The Turnbull Government has released its latest Federal Budget and although it does not contain any of the earth shattering superannuation reforms that the previous budget did, it still has many measures which will impact individuals and small businesses moving forward. Here is a summary of these proposed measures: –
Individuals
- From 9 May 2017, rental property investors will only be able to claim plant & equipment depreciation for items they have purchased and installed. Any items purchased with the property will be included in the cost base of the property. Any existing properties are not impacted and all properties will still be able to claim 2.5% depreciation on building costs.

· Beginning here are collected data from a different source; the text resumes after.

//! Mock service for testing and offline use
//!
//! Produces variation lists, placeholder PNGs (a colored square on a white
//! background) and a stub MP4 without any network calls. Failures can be
//! scripted per call so pipeline behavior can be exercised deterministically.

use crate::asset::AssetContent;
use crate::provider::*;
use atelier_core::{AtelierError, Result, ServiceErrorKind};
use image::{ImageFormat, Rgba, RgbaImage};
use std::collections::HashMap;
use std::io::Cursor;
use std::sync::Mutex;

const IMAGE_SIZE: u32 = 32;
const SQUARE_SIZE: u32 = 16;
const ANGLES: [&str; 4] = ["front view", "three-quarter view", "side profile", "top-down view"];
const PALETTES: [&str; 5] = [
    "warm palette",
    "cool palette",
    "pastel palette",
    "monochrome palette",
    "neon palette",
];

/// Calls observed so far
#[derive(Debug, Default)]
struct MockLog {
    text_calls: usize,
    image_prompts: Vec<String>,
    video_prompts: Vec<String>,
    poll_calls: usize,
    polls_per_job: HashMap<String, u32>,
}

/// A scriptable in-process generation service
#[derive(Debug, Default)]
pub struct MockService {
    variations_payload: Option<String>,
    text_failures: Option<(ServiceErrorKind, usize)>,
    image_failures: HashMap<usize, ServiceErrorKind>,
    image_failures_from: Option<(usize, ServiceErrorKind)>,
    empty_images: bool,
    polls_before_done: u32,
    video_failure: Option<String>,
    log: Mutex<MockLog>,
}

impl MockService {
    pub fn new() -> Self {
        Self::default()
    }

    /// Return this exact text from the variations call
    pub fn with_variations_payload(mut self, payload: &str) -> Self {
        self.variations_payload = Some(payload.to_string());
        self
    }

    /// Fail the first `times` variations calls with `kind`
    pub fn fail_text_times(mut self, kind: ServiceErrorKind, times: usize) -> Self {
        self.text_failures = Some((kind, times));
        self
    }

    /// Fail the image call with this 0-based index
    pub fn fail_image_call(mut self, index: usize, kind: ServiceErrorKind) -> Self {
        self.image_failures.insert(index, kind);
        self
    }

    /// Fail every image call from this 0-based index on
    pub fn fail_image_calls_from(mut self, index: usize, kind: ServiceErrorKind) -> Self {
        self.image_failures_from = Some((index, kind));
        self
    }

    /// Answer image calls with no inline payload
    pub fn with_empty_image_responses(mut self) -> Self {
        self.empty_images = true;
        self
    }

    /// Report "processing" this many times before a video job completes
    pub fn with_video_polls_before_done(mut self, polls: u32) -> Self {
        self.polls_before_done = polls;
        self
    }

    /// Make every video job end in failure
    pub fn with_failed_video_jobs(mut self, message: &str) -> Self {
        self.video_failure = Some(message.to_string());
        self
    }

    pub fn text_calls(&self) -> usize {
        self.with_log(|log| log.text_calls)
    }

    pub fn image_calls(&self) -> usize {
        self.with_log(|log| log.image_prompts.len())
    }

    /// Every prompt sent to the image endpoint, in order
    pub fn image_prompts(&self) -> Vec<String> {
        self.with_log(|log| log.image_prompts.clone())
    }

    pub fn video_prompts(&self) -> Vec<String> {
        self.with_log(|log| log.video_prompts.clone())
    }

    pub fn poll_calls(&self) -> usize {
        self.with_log(|log| log.poll_calls)
    }

    fn with_log<T: Default>(&self, f: impl FnOnce(&mut MockLog) -> T) -> T {
        match self.log.lock() {
            Ok(mut log) => f(&mut log),
            Err(_) => T::default(),
        }
    }

    fn scripted_image_failure(&self, index: usize) -> Option<ServiceErrorKind> {
        if let Some(kind) = self.image_failures.get(&index) {
            return Some(*kind);
        }
        match self.image_failures_from {
            Some((from, kind)) if index >= from => Some(kind),
            _ => None,
        }
    }
}

impl GenerationService for MockService {
    fn name(&self) -> &str {
        "mock"
    }

    fn health_check(&self) -> ProviderStatus {
        ProviderStatus::Available
    }

    fn generate_string_list(&self, instruction: &str) -> Result<String> {
        let call = self.with_log(|log| {
            log.text_calls += 1;
            log.text_calls
        });

        if let Some((kind, times)) = self.text_failures {
            if call <= times {
                return Err(AtelierError::service(kind, format!("mock text failure #{}", call)));
            }
        }

        if let Some(ref payload) = self.variations_payload {
            return Ok(payload.clone());
        }

        let (theme, count) = parse_instruction(instruction);
        let variations: Vec<String> = (0..count)
            .map(|i| {
                format!(
                    "{}, {}, {}, detail level {}",
                    theme,
                    ANGLES[i % ANGLES.len()],
                    PALETTES[i % PALETTES.len()],
                    i + 1
                )
            })
            .collect();

        serde_json::to_string(&variations).map_err(|e| {
            AtelierError::service(ServiceErrorKind::Unknown, format!("mock encode failed: {}", e))
        })
    }

    fn generate_images(&self, prompt: &str, _aspect_ratio: &str) -> Result<Vec<AssetContent>> {
        let index = self.with_log(|log| {
            log.image_prompts.push(prompt.to_string());
            log.image_prompts.len() - 1
        });

        if let Some(kind) = self.scripted_image_failure(index) {
            return Err(AtelierError::service(
                kind,
                format!("mock image failure on call {}", index),
            ));
        }
        if self.empty_images {
            return Ok(Vec::new());
        }

        Ok(vec![placeholder_png(prompt)?])
    }

    fn submit_video(&self, prompt: &str) -> Result<VideoJob> {
        let index = self.with_log(|log| {
            log.video_prompts.push(prompt.to_string());
            log.video_prompts.len()
        });
        Ok(VideoJob {
            remote_id: format!("operations/mock-{}", index),
            prompt: prompt.to_string(),
        })
    }

    fn poll_video(&self, job: &VideoJob) -> Result<JobPollResult> {
        let polls = self.with_log(|log| {
            log.poll_calls += 1;
            let count = log.polls_per_job.entry(job.remote_id.clone()).or_insert(0);
            *count += 1;
            *count
        });

        if let Some(ref msg) = self.video_failure {
            return Ok(JobPollResult::Failed(msg.clone()));
        }
        if polls <= self.polls_before_done {
            return Ok(JobPollResult::Processing);
        }
        Ok(JobPollResult::Complete {
            download_url: Some(format!("mock://{}", job.remote_id)),
        })
    }

    fn download_video(&self, download_url: &str) -> Result<AssetContent> {
        // Smallest recognizable MP4: a single `ftyp` box
        let mut bytes = Vec::with_capacity(24);
        bytes.extend_from_slice(&24u32.to_be_bytes());
        bytes.extend_from_slice(b"ftypisom");
        bytes.extend_from_slice(&0x200u32.to_be_bytes());
        bytes.extend_from_slice(b"isommp41");
        tracing::debug!(url = download_url, "mock video downloaded");
        Ok(AssetContent::new(bytes, "video/mp4"))
    }
}

/// Pull the theme and count back out of a variation instruction
fn parse_instruction(instruction: &str) -> (String, usize) {
    let theme = instruction
        .split_once("theme: \"")
        .and_then(|(_, rest)| rest.split_once('"'))
        .map(|(theme, _)| theme.to_string())
        .unwrap_or_else(|| "asset".to_string());

    let count = instruction
        .split_once("exactly ")
        .and_then(|(_, rest)| rest.split_whitespace().next())
        .and_then(|n| n.parse::<usize>().ok())
        .unwrap_or(10);

    (theme, count)
}

/// A white PNG with a colored square in the middle; color derived from the prompt
fn placeholder_png(prompt: &str) -> Result<AssetContent> {
    let hash_val = prompt
        .bytes()
        .fold(0u32, |acc, b| acc.wrapping_mul(31).wrapping_add(b as u32));
    // Keep every channel well clear of the white-keying threshold
    let r = ((hash_val >> 16) & 0xFF) as u8 % 200;
    let g = ((hash_val >> 8) & 0xFF) as u8 % 200;
    let b = (hash_val & 0xFF) as u8 % 200;

    let offset = (IMAGE_SIZE - SQUARE_SIZE) / 2;
    let img = RgbaImage::from_fn(IMAGE_SIZE, IMAGE_SIZE, |x, y| {
        let inside = (offset..offset + SQUARE_SIZE).contains(&x)
            && (offset..offset + SQUARE_SIZE).contains(&y);
        if inside {
            Rgba([r, g, b, 255])
        } else {
            Rgba([255, 255, 255, 255])
        }
    });

    let mut bytes = Vec::new();
    img.write_to(&mut Cursor::new(&mut bytes), ImageFormat::Png)
        .map_err(|e| AtelierError::ImageError(format!("Failed to encode PNG: {}", e)))?;
    Ok(AssetContent::new(bytes, "image/png"))
}

#[cfg(test)]
mod tests {
    use super::*;
    use crate::asset::AssetKind;
    use crate::variations::{parse_variations, variation_instruction};

    #[test]
    fn test_mock_variations_follow_instruction() {
        let service = MockService::new();
        let instruction = variation_instruction("red balloon", AssetKind::Sticker, 7);
        let payload = service.generate_string_list(&instruction).unwrap();
        let variations = parse_variations(&payload).unwrap();

        assert_eq!(variations.len(), 7);
        assert!(variations.iter().all(|v| v.starts_with("red balloon")));
        let mut unique = variations.clone();
        unique.sort();
        unique.dedup();
        assert_eq!(unique.len(), 7);
    }

    #[test]
    fn test_mock_image_is_decodable_png() {
        let service = MockService::new();
        let images = service.generate_images("a cat", "1:1").unwrap();
        assert_eq!(images.len(), 1);
        let img = image::load_from_memory(&images[0].bytes).unwrap().to_rgba8();
        assert_eq!(img.dimensions(), (IMAGE_SIZE, IMAGE_SIZE));
        assert_eq!(img.get_pixel(0, 0).0, [255, 255, 255, 255]);
        let center = img.get_pixel(IMAGE_SIZE / 2, IMAGE_SIZE / 2).0;
        assert!(center[0] < 200 && center[1] < 200 && center[2] < 200);
    }

    #[test]
    fn test_scripted_image_failures() {
        let service = MockService::new()
            .fail_image_call(1, ServiceErrorKind::Unknown)
            .fail_image_calls_from(3, ServiceErrorKind::RateLimited);

        assert!(service.generate_images("a", "1:1").is_ok());
        let err = service.generate_images("b", "1:1").unwrap_err();
        assert_eq!(err.service_kind(), Some(ServiceErrorKind::Unknown));
        assert!(service.generate_images("c", "1:1").is_ok());
        assert!(service.generate_images("d", "1:1").unwrap_err().is_rate_limited());
        assert!(service.generate_images("e", "1:1").unwrap_err().is_rate_limited());
        assert_eq!(service.image_calls(), 5);
    }

    #[test]
    fn test_video_job_lifecycle() {
        let service = MockService::new().with_video_polls_before_done(1);
        let job = service.submit_video("loop").unwrap();
        assert_eq!(service.poll_video(&job).unwrap(), JobPollResult::Processing);
        let done = service.poll_video(&job).unwrap();
        let JobPollResult::Complete {
            download_url: Some(url),
        } = done
        else {
            panic!("expected completed job, got {:?}", done);
        };
        let video = service.download_video(&url).unwrap();
        assert_eq!(video.mime_type, "video/mp4");
        assert_eq!(&video.bytes[4..8], b"ftyp");
    }
}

- From 1 July 2017, taxpayers will be unable to claim for travel costs associated with rental properties (i.e. to inspect or repair rental properties).
- From 1 July 2019 the Medicare levy will be increased from 2% to 2.5%.
- From 1 July 2018 the HELP repayment thresholds will change with the lowest threshold beginning with a 1% repayment for individuals earning over $42,000 and the top threshold with a 10% repayment for individuals earning over $119,882.
Small Businesses
- The immediate $20,000 asset write off will be extended by 12 months until 30 June 2018.
Superannuation
- From 1 July 2017, first home buyers will be able to save their deposit by contributing into superannuation. The proposals allow for voluntary contributions of up to $15,000 per year up to a total of $30,000 with these contributions taxed at 15% for deductible contributions.
- From 1 July 2018, taxpayers aged 65 or over who are downsizing their home will be able to contribute up to $300,000 of the proceeds of sale into super (i.e. up to $600,000 per couple). Although this contribution will not be subject to any of the existing contribution tests and caps it will count towards the assets test for age pension purposes.